*Exercise goal*
From the first line to the last, return the data exactly as written.

Stored dataset items:
————
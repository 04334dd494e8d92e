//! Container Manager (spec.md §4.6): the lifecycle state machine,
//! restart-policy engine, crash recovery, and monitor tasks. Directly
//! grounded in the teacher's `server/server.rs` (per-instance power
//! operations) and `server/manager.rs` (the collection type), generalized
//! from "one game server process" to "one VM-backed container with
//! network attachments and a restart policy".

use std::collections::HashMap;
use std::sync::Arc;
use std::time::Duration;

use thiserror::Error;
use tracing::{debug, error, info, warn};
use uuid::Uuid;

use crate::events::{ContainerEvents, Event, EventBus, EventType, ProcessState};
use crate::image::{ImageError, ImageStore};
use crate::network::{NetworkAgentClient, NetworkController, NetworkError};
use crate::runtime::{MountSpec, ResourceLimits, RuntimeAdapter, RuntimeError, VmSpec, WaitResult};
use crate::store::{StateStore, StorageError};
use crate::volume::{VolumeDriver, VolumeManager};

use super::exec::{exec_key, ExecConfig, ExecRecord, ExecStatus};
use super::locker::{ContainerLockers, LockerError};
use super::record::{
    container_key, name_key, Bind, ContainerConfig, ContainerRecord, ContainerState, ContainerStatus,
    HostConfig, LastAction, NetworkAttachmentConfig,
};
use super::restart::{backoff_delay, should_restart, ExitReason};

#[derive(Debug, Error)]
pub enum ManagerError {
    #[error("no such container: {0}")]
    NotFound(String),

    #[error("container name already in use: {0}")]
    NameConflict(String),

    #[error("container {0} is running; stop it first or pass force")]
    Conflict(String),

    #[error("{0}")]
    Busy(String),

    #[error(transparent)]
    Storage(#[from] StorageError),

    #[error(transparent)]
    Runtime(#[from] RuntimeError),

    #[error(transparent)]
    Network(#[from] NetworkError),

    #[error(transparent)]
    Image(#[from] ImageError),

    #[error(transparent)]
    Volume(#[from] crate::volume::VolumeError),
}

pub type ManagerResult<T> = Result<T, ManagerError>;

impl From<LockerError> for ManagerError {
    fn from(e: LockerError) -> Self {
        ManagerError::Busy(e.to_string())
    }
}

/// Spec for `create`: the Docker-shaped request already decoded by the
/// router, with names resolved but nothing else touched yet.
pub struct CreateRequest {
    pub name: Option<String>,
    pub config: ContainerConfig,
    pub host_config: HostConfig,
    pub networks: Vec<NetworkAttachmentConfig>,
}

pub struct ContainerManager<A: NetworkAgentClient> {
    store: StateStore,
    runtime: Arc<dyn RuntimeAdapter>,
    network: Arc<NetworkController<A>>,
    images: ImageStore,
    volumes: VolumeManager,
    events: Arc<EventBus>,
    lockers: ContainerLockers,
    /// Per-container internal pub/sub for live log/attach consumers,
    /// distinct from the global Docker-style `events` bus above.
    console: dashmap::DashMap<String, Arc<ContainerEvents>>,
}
————
*Answer area*
repository 04334dd494e8d92e
//! Container Manager (spec.md §4.6): the lifecycle state machine,
//! restart-policy engine, crash recovery, and monitor tasks. Directly
//! grounded in the teacher's `server/server.rs` (per-instance power
//! operations) and `server/manager.rs` (the collection type), generalized
//! from "one game server process" to "one VM-backed container with
//! network attachments and a restart policy".

use std::collections::HashMap;
use std::sync::Arc;
use std::time::Duration;

use thiserror::Error;
use tracing::{debug, error, info, warn};
use uuid::Uuid;

use crate::events::{ContainerEvents, Event, EventBus, EventType, ProcessState};
use crate::image::{ImageError, ImageStore};
use crate::network::{NetworkAgentClient, NetworkController, NetworkError};
use crate::runtime::{MountSpec, ResourceLimits, RuntimeAdapter, RuntimeError, VmSpec, WaitResult};
use crate::store::{StateStore, StorageError};
use crate::volume::{VolumeDriver, VolumeManager};

use super::exec::{exec_key, ExecConfig, ExecRecord, ExecStatus};
use super::locker::{ContainerLockers, LockerError};
use super::record::{
    container_key, name_key, Bind, ContainerConfig, ContainerRecord, ContainerState, ContainerStatus,
    HostConfig, LastAction, NetworkAttachmentConfig,
};
use super::restart::{backoff_delay, should_restart, ExitReason};

#[derive(Debug, Error)]
pub enum ManagerError {
    #[error("no such container: {0}")]
    NotFound(String),

    #[error("container name already in use: {0}")]
    NameConflict(String),

    #[error("container {0} is running; stop it first or pass force")]
    Conflict(String),

    #[error("{0}")]
    Busy(String),

    #[error(transparent)]
    Storage(#[from] StorageError),

    #[error(transparent)]
    Runtime(#[from] RuntimeError),

    #[error(transparent)]
    Network(#[from] NetworkError),

    #[error(transparent)]
    Image(#[from] ImageError),

    #[error(transparent)]
    Volume(#[from] crate::volume::VolumeError),
}

pub type ManagerResult<T> = Result<T, ManagerError>;

impl From<LockerError> for ManagerError {
    fn from(e: LockerError) -> Self {
        ManagerError::Busy(e.to_string())
    }
}

/// Spec for `create`: the Docker-shaped request already decoded by the
/// router, with names resolved but nothing else touched yet.
pub struct CreateRequest {
    pub name: Option<String>,
    pub config: ContainerConfig,
    pub host_config: HostConfig,
    pub networks: Vec<NetworkAttachmentConfig>,
}

pub struct ContainerManager<A: NetworkAgentClient> {
    store: StateStore,
    runtime: Arc<dyn RuntimeAdapter>,
    network: Arc<NetworkController<A>>,
    images: ImageStore,
    volumes: VolumeManager,
    events: Arc<EventBus>,
    lockers: ContainerLockers,
    /// Per-container internal pub/sub for live log/attach consumers,
    /// distinct from the global Docker-style `events` bus above.
    console: dashmap::DashMap<String, Arc<ContainerEvents>>,
}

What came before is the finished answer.